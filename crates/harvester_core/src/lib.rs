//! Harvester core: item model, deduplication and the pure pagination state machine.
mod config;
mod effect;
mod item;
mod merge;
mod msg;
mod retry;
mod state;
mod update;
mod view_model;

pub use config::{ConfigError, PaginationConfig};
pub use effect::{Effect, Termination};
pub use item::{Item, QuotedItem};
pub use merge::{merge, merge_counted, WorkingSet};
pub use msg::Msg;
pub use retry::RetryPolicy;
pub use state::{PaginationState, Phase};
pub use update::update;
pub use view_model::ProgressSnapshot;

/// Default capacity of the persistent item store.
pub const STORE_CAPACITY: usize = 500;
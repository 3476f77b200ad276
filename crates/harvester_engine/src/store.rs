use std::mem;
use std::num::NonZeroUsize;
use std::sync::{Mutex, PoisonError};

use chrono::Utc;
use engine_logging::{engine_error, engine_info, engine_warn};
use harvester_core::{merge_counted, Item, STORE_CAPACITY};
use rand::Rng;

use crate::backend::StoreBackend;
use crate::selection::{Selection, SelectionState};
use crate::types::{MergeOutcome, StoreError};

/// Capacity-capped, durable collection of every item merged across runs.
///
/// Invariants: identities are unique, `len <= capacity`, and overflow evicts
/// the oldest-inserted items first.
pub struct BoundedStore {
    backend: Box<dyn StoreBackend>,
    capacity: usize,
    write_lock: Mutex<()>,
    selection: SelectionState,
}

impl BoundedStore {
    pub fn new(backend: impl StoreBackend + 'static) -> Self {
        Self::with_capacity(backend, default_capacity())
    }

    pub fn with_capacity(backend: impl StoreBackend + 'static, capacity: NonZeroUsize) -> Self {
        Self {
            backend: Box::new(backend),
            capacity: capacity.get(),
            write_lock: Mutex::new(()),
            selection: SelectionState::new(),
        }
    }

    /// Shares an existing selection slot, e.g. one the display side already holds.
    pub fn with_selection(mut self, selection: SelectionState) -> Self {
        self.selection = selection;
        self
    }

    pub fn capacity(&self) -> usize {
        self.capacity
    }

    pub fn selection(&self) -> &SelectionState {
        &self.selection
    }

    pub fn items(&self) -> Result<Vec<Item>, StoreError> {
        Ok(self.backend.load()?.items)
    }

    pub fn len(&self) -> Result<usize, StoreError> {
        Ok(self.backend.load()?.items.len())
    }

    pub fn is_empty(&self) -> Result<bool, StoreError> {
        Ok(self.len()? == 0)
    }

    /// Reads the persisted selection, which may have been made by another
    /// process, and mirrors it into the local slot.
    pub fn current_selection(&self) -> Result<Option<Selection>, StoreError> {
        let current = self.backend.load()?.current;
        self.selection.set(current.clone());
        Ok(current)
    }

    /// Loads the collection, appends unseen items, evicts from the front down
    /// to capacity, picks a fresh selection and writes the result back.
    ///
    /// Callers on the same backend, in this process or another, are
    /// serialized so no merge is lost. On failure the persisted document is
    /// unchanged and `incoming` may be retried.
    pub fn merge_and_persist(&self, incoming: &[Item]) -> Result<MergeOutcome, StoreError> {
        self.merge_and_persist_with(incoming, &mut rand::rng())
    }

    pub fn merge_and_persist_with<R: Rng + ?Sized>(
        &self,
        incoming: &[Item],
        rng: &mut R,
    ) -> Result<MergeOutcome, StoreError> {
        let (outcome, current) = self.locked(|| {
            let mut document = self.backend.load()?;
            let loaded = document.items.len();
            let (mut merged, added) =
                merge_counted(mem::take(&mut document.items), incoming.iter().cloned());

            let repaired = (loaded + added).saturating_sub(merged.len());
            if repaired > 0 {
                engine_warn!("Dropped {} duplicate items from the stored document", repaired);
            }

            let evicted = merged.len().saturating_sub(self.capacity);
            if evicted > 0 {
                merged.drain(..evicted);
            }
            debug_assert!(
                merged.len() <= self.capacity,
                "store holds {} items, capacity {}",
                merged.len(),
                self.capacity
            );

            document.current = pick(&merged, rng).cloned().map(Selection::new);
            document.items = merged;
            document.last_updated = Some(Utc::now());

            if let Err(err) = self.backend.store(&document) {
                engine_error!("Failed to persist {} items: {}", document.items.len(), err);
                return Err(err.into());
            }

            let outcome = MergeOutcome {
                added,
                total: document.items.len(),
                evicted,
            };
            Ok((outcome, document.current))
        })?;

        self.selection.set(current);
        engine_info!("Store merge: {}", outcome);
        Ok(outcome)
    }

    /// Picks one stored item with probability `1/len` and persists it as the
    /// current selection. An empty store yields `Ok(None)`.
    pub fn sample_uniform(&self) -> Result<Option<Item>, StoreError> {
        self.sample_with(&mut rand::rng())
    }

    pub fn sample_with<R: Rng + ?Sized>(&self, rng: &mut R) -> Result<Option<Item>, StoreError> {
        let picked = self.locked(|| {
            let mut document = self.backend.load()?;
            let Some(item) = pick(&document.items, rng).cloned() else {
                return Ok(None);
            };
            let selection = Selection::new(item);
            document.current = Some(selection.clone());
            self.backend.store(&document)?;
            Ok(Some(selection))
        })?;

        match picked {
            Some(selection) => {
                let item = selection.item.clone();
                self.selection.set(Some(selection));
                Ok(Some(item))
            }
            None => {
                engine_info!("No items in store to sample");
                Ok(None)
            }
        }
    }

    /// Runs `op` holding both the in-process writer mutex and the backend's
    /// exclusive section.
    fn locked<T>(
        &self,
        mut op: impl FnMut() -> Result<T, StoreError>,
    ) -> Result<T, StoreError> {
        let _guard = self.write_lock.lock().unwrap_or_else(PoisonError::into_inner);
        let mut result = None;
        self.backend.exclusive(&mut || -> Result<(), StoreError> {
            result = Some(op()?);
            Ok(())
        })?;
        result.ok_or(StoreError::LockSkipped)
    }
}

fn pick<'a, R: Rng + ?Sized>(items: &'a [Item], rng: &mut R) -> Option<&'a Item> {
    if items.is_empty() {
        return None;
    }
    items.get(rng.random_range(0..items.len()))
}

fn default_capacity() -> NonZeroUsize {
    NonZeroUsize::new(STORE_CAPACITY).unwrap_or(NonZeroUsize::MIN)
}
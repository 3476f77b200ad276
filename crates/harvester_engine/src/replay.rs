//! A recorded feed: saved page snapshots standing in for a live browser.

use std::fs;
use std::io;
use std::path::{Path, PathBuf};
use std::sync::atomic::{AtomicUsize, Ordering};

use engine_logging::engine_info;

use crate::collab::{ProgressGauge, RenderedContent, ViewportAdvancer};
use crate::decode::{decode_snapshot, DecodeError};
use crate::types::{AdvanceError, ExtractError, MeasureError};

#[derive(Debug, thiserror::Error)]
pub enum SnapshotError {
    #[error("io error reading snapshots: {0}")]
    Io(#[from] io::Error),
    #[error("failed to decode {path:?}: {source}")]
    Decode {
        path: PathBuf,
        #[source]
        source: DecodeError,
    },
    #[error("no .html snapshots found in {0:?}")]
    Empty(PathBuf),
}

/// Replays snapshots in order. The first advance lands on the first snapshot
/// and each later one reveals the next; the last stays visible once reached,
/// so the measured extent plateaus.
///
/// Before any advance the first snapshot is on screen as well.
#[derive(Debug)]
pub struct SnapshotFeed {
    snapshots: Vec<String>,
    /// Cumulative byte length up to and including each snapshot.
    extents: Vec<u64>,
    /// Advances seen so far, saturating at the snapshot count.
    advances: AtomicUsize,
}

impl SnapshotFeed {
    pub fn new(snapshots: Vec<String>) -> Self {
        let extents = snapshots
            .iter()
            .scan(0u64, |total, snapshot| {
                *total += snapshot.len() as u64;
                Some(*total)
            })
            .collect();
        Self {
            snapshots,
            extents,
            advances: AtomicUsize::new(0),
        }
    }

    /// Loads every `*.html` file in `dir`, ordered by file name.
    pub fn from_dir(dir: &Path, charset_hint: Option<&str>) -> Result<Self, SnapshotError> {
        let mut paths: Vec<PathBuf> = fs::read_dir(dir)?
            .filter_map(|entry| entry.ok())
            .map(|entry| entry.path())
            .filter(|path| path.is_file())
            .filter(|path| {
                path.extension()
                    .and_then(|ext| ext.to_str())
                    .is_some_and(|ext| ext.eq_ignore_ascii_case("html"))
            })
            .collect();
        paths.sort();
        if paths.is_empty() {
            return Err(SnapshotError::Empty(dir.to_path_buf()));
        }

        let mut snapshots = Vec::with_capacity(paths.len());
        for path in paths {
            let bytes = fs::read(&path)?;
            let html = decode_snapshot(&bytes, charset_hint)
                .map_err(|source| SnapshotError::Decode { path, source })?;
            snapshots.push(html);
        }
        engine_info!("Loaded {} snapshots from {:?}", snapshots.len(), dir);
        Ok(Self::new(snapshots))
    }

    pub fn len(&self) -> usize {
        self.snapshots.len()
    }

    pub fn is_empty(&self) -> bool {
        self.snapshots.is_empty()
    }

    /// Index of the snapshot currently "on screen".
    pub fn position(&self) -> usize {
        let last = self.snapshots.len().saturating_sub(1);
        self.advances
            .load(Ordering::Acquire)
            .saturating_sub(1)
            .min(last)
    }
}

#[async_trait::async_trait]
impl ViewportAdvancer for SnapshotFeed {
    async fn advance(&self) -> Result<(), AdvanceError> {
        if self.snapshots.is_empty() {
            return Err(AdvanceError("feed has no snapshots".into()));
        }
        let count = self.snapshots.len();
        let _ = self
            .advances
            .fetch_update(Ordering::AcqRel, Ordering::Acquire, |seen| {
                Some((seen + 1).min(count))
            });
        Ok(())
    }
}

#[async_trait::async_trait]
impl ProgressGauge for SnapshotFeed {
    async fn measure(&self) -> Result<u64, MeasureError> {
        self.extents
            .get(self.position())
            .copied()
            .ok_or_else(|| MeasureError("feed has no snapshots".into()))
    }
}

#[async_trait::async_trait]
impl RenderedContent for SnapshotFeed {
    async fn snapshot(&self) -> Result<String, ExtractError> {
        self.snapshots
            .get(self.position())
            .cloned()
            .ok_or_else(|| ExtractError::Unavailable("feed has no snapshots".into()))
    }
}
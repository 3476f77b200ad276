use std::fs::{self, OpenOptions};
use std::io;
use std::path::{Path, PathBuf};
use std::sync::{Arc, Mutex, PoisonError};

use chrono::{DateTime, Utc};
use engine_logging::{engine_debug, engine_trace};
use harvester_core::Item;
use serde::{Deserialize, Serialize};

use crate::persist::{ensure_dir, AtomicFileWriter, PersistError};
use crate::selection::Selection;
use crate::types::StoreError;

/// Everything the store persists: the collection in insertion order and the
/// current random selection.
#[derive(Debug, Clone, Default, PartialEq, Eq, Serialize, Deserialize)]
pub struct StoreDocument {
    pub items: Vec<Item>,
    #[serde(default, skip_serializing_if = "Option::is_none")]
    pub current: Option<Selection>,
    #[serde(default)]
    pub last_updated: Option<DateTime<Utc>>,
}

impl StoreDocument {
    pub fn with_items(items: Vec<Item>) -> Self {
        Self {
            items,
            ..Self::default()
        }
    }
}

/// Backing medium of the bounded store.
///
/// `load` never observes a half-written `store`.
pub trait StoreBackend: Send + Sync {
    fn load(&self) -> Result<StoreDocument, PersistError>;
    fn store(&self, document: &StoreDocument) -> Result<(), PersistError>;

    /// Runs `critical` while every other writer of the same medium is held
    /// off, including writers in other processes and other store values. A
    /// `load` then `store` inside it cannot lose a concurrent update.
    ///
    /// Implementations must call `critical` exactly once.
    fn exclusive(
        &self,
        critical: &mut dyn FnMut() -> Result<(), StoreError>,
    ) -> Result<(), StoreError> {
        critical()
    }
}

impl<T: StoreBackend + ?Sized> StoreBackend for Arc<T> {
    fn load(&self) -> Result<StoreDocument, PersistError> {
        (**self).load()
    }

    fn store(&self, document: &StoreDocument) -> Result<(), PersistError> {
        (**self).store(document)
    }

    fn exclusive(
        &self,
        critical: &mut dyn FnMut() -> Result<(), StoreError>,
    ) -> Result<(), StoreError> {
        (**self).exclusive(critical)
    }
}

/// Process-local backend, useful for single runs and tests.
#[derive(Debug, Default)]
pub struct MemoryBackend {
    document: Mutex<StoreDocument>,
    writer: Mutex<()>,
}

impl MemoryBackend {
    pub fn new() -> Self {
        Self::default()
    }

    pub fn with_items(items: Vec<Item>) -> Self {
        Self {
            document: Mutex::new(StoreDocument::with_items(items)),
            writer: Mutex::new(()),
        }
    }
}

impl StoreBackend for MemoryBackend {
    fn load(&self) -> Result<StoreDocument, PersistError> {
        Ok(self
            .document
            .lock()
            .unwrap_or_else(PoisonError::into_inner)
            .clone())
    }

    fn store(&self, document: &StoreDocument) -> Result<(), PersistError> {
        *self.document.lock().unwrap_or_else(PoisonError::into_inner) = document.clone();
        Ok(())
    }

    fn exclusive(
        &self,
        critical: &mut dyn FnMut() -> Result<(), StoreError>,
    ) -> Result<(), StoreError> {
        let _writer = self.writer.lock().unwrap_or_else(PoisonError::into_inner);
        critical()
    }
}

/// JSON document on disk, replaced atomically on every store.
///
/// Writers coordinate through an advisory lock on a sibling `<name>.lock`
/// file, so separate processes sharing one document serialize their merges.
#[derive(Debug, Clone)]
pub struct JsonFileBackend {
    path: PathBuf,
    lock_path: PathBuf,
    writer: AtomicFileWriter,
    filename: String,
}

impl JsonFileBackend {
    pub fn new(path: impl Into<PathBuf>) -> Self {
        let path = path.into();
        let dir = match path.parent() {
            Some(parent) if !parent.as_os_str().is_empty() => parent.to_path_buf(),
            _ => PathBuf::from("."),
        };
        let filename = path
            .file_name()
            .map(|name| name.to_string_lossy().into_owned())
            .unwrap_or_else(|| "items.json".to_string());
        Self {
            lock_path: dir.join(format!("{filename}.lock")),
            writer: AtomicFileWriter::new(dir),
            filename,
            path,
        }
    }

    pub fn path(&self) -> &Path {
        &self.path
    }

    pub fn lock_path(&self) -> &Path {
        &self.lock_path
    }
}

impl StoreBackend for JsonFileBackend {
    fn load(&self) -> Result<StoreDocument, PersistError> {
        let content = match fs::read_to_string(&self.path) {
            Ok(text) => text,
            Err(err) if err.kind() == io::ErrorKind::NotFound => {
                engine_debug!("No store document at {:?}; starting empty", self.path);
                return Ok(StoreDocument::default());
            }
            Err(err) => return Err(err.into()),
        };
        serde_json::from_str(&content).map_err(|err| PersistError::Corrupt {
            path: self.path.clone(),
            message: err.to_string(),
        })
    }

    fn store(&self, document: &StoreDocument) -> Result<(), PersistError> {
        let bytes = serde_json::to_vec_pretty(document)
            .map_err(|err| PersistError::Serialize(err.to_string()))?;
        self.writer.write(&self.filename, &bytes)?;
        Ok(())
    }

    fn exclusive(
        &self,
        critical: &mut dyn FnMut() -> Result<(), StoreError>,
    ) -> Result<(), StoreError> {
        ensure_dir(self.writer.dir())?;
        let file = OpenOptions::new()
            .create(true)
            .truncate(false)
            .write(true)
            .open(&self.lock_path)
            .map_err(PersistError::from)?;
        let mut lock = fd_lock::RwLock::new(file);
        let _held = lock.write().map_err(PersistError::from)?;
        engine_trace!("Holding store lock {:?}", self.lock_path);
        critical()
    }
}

════════════════════

GOAL OF THE EXERCISE.
All lines from the opening of the listing above through the line that contains "use chrono::Utc;" should be given again exactly, and nothing more.

FINAL ANSWER.
filename crates/harvester_core/src/lib.rs
//! Harvester core: item model, deduplication and the pure pagination state machine.
mod config;
mod effect;
mod item;
mod merge;
mod msg;
mod retry;
mod state;
mod update;
mod view_model;

pub use config::{ConfigError, PaginationConfig};
pub use effect::{Effect, Termination};
pub use item::{Item, QuotedItem};
pub use merge::{merge, merge_counted, WorkingSet};
pub use msg::Msg;
pub use retry::RetryPolicy;
pub use state::{PaginationState, Phase};
pub use update::update;
pub use view_model::ProgressSnapshot;

/// Default capacity of the persistent item store.
pub const STORE_CAPACITY: usize = 500;
repository 3476f77b200ad276
filename crates/harvester_engine/src/store.rs
use std::mem;
use std::num::NonZeroUsize;
use std::sync::{Mutex, PoisonError};

use chrono::Utc;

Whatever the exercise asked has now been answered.